1. Introduction
Heavy metal pollution, particularly in soil, is a significant ecological issue that poses risks to human health [1]. Pb is the most common heavy metal and ranks as the most hazardous among 20 priority pollutants [2]. As a nonessential element, excessive Pb inhibits plant growth, reduces photosynthetic efficiency, disrupts cell membranes, and impairs PSII function [3]. Additionally, it is often found in coexistence with polycyclic aromatic hydrocarbons (PAHs) in soil, with about 90% of PAHs found in this environmental medium [4,5]. Pyrene, a type of PAH, is a priority pollutant due to its persistence and high toxicity. It can be absorbed by plants, affecting their antioxidant and photosynthetic systems and limiting biomass accumulation [6,7]. Importantly, the co-occurrence of heavy metals and PAHs can lead to interactive cytotoxic effects, posing significant challenges for plants in contaminated soil [4,8].
Photosynthesis is crucial for plant growth but is sensitive to contamination. This sensitivity makes it a common focus for studying how plants adapt to adverse conditions [9]. Recently, the use of chlorophyll fluorescence assays has grown due to their noninvasive nature, sensitivity, speed, and ease of operation [10]. Under Pb stress, mulberry seedlings show a reduced net photosynthetic rate (PN), stomatal conductance (gs), transpiration rate (E), and intercellular CO2 concentration (Ci), along with a decreased maximal quantum yield of PSII (Fv/Fm), actual photochemical quantum efficiency of PSII (ΦPSII), and electron transport rate (ETR), while non-photochemical quenching (NPQ) increases [11]. Similarly, tomato plants exposed to pyrene stress exhibit significant declines in PN, gs, E, Ci, Fv/Fm, ΦPSII, and the photochemical quenching coefficient (qP) [12].
The impact of soil co-stressed with heavy metals and PAHs has been extensively researched. However, the findings from these studies are inconsistent. For example, under co-stress conditions of Cd and pyrene, Festuca arundinacea shows higher biomass accumulation compared to when exposed to the individual stress of Cd [8]. Conversely, pyrene significantly increased Cu toxicity in Brassica juncea [13]. Moreover, pyrene mitigated growth inhibition caused by Cu in maize [14] and Pb in ryegrass [15]. However, it could not alleviate Cd toxicity in maize [16]. Thus, the response of plants to co-stress requires further analysis to understand the potential synergistic or antagonistic effects of these pollutants.

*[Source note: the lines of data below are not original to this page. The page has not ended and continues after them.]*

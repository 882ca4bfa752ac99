// Copyright 2025 JiangLong.
//
// Licensed under the Apache License, Version 2.0 (the "License");
// you may not use this file except in compliance with the License.
// You may obtain a copy of the License at
//
//     http://www.apache.org/licenses/LICENSE-2.0
//
// Unless required by applicable law or agreed to in writing, software
// distributed under the License is distributed on an "AS IS" BASIS,
// WITHOUT WARRANTIES OR CONDITIONS OF ANY KIND, either express or implied.
// See the License for the specific language governing permissions and
// limitations under the License.

//! On-disk persistence for relationship records.
//!
//! Each relationship is one YAML document at
//! `<config_dir>/<kind>/<name>.yaml`, edited through dotted key paths.

use super::{RelationshipKind, RelationshipPayload, RelationshipRecord};
use super::{BackupPayload, MigrationPayload};
use crate::infrastructure::constants::{
    CONFIG_DIR_ENV, DEFAULT_CONFIG_DIR_NAME, MAX_RELATIONSHIP_NAME_LEN, RELATIONSHIP_DATA_VERSION,
    RELATIONSHIP_FILE_EXTENSION,
};
use crate::shared::error::VolsyncError;
use regex::Regex;
use serde::de::DeserializeOwned;
use serde::Serialize;
use serde_yaml::{Mapping, Value};
use std::path::{Path, PathBuf};
use std::sync::LazyLock;

/// A structured document addressed by dotted key paths (`data.destination.port`).
#[derive(Debug, Clone, Default, PartialEq)]
pub struct RelationshipDocument {
    root: Mapping,
}

impl RelationshipDocument {
    pub fn new() -> Self {
        Self::default()
    }

    pub fn from_yaml(content: &str) -> Result<Self, VolsyncError> {
        match serde_yaml::from_str::<Value>(content)? {
            Value::Mapping(root) => Ok(Self { root }),
            Value::Null => Ok(Self::default()),
            _ => Err(VolsyncError::config_error(
                "relationship document must be a mapping",
            )),
        }
    }

    pub fn to_yaml(&self) -> Result<String, VolsyncError> {
        Ok(serde_yaml::to_string(&self.root)?)
    }

    /// Set `value` at `path`, creating intermediate mappings and replacing
    /// any non-mapping value found on the way.
    pub fn set<V: Serialize + ?Sized>(&mut self, path: &str, value: &V) -> Result<(), VolsyncError> {
        let value = serde_yaml::to_value(value)?;
        let mut keys: Vec<&str> = path.split('.').collect();
        let last = keys
            .pop()
            .filter(|k| !k.is_empty())
            .ok_or_else(|| VolsyncError::config_error(format!("invalid key path '{}'", path)))?;

        let mut current = &mut self.root;
        for key in keys {
            let entry = current
                .entry(Value::String(key.to_string()))
                .or_insert_with(|| Value::Mapping(Mapping::new()));
            if !entry.is_mapping() {
                *entry = Value::Mapping(Mapping::new());
            }
            current = entry.as_mapping_mut().ok_or_else(|| {
                VolsyncError::config_error(format!("key '{}' is not a mapping", key))
            })?;
        }

        current.insert(Value::String(last.to_string()), value);
        Ok(())
    }

    pub fn get(&self, path: &str) -> Option<&Value> {
        let mut keys = path.split('.');
        let first = keys.next()?;
        let mut current = self.root.get(first)?;
        for key in keys {
            current = current.as_mapping()?.get(key)?;
        }
        Some(current)
    }

    pub fn get_str(&self, path: &str) -> Option<String> {
        self.get(path).and_then(|v| v.as_str()).map(str::to_string)
    }

    pub fn get_as<T: DeserializeOwned>(&self, path: &str) -> Result<Option<T>, VolsyncError> {
        match self.get(path) {
            None | Some(Value::Null) => Ok(None),
            Some(value) => Ok(Some(serde_yaml::from_value(value.clone())?)),
        }
    }
}

/// Directory-backed store, one file per relationship.
#[derive(Debug, Clone)]
pub struct RelationshipStore {
    config_dir: PathBuf,
}

impl RelationshipStore {
    pub fn new(config_dir: impl Into<PathBuf>) -> Self {
        Self {
            config_dir: config_dir.into(),
        }
    }

    /// `$VOLSYNC_CONFIG_DIR`, falling back to `$HOME/.volsync`.
    pub fn default_dir() -> Result<PathBuf, VolsyncError> {
        if let Ok(dir) = std::env::var(CONFIG_DIR_ENV) {
            if !dir.is_empty() {
                return Ok(PathBuf::from(dir));
            }
        }
        let home = std::env::var("HOME").map_err(|_| {
            VolsyncError::config_error(format!(
                "cannot locate the relationship directory: set {} or HOME",
                CONFIG_DIR_ENV
            ))
        })?;
        Ok(Path::new(&home).join(DEFAULT_CONFIG_DIR_NAME))
    }

    pub fn config_dir(&self) -> &Path {
        &self.config_dir
    }

    pub fn path_for(&self, kind: RelationshipKind, name: &str) -> PathBuf {
        self.config_dir
            .join(kind.dir_name())
            .join(format!("{}.{}", name, RELATIONSHIP_FILE_EXTENSION))
    }

    pub fn exists(&self, kind: RelationshipKind, name: &str) -> bool {
        self.path_for(kind, name).is_file()
    }

    /// Persist `record`, replacing any earlier relationship of the same kind and name.
    pub fn save(&self, record: &RelationshipRecord) -> Result<PathBuf, VolsyncError> {
        validate_name(&record.name)?;
        let kind = record.kind();
        let path = self.path_for(kind, &record.name);

        let mut doc = RelationshipDocument::new();
        doc.set("name", record.name.as_str())?;
        doc.set("type", kind.as_str())?;
        doc.set("data.version", &record.version)?;
        match &record.payload {
            RelationshipPayload::Migration(payload) => payload.write_to(&mut doc)?,
            RelationshipPayload::Backup(payload) => payload.write_to(&mut doc)?,
        }
        let content = doc.to_yaml()?;

        if let Some(parent) = path.parent() {
            std::fs::create_dir_all(parent).map_err(|e| VolsyncError::store_io(parent, e))?;
        }
        let tmp_path = path.with_extension(format!("{}.tmp", RELATIONSHIP_FILE_EXTENSION));
        std::fs::write(&tmp_path, content).map_err(|e| VolsyncError::store_io(&tmp_path, e))?;
        std::fs::rename(&tmp_path, &path).map_err(|e| VolsyncError::store_io(&path, e))?;

        tracing::debug!(path = %path.display(), kind = kind.as_str(), "Saved relationship");
        Ok(path)
    }

    pub fn load(&self, kind: RelationshipKind, name: &str) -> Result<RelationshipRecord, VolsyncError> {
        validate_name(name)?;
        let path = self.path_for(kind, name);
        if !path.is_file() {
            return Err(VolsyncError::not_found(
                "Relationship",
                name,
                self.config_dir.display().to_string(),
            ));
        }

        let content =
            std::fs::read_to_string(&path).map_err(|e| VolsyncError::store_io(&path, e))?;
        let doc = RelationshipDocument::from_yaml(&content)?;

        let stored_type = doc.get_str("type").unwrap_or_default();
        if stored_type != kind.as_str() {
            return Err(VolsyncError::config_error(format!(
                "relationship '{}' is of type '{}', expected '{}'",
                name,
                stored_type,
                kind.as_str()
            )));
        }

        let version: u32 = doc.get_as("data.version")?.unwrap_or(0);
        if version > RELATIONSHIP_DATA_VERSION {
            return Err(VolsyncError::IncompatibleVersion {
                name: name.to_string(),
                found: version,
                supported: RELATIONSHIP_DATA_VERSION,
            });
        }

        let payload = match kind {
            RelationshipKind::Migration => {
                RelationshipPayload::Migration(MigrationPayload::read_from(&doc)?)
            }
            RelationshipKind::Backup => RelationshipPayload::Backup(BackupPayload::read_from(&doc)?),
        };

        Ok(RelationshipRecord {
            name: name.to_string(),
            version,
            payload,
        })
    }

    pub fn delete(&self, kind: RelationshipKind, name: &str) -> Result<(), VolsyncError> {
        validate_name(name)?;
        let path = self.path_for(kind, name);
        match std::fs::remove_file(&path) {
            Ok(()) => Ok(()),
            Err(e) if e.kind() == std::io::ErrorKind::NotFound => Ok(()),
            Err(e) => Err(VolsyncError::store_io(path, e)),
        }
    }
}

static NAME_PATTERN: LazyLock<Regex> = LazyLock::new(|| {
    Regex::new(r"^[A-Za-z0-9]([-A-Za-z0-9_.]*[A-Za-z0-9])?$").expect("valid name pattern")
});

/// Relationship names become file names and the value of the relationship
/// label, so they must be valid label values (at most 63 characters).
pub fn validate_name(name: &str) -> Result<(), VolsyncError> {
    if name.len() > MAX_RELATIONSHIP_NAME_LEN || !NAME_PATTERN.is_match(name) {
        return Err(VolsyncError::config_error(format!(
            "invalid relationship name '{}': must be at most {} characters of \
             alphanumerics, '-', '_' or '.', starting and ending with an alphanumeric",
            name, MAX_RELATIONSHIP_NAME_LEN
        )));
    }
    Ok(())
}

Clonal plants, commonly found in natural habitats, benefit from clonal integration, which allows for resource sharing among interconnected ramets (or offshoots) through their stolons (or rhizomes) [17]. This integration is a crucial adaptive strategy that helps clonal plants respond to environmental stress, significantly enhancing the fitness of individual ramets [18]. Zoysia japonica (Zoysia), a resilient clonal plant with an extensive root system, can survive in challenging environments [19]. Our research group has previously studied the clonal integration of Zoysia under heterogeneous nutrient conditions, discovering that this integration can significantly enhance PN, E, and gs in connected stressed ramets [20]. Additionally, it can increase the activity of superoxide dismutase (SOD), peroxidase (POD), and catalase (CAT), while reducing malondialdehyde (MDA) levels [21]. Similar studies indicate that clonal integration can improve photosynthesis in stressed ramets under various stress conditions, such as changes in water and nitrogen availability [22], salinity stress [23], and submergence [24].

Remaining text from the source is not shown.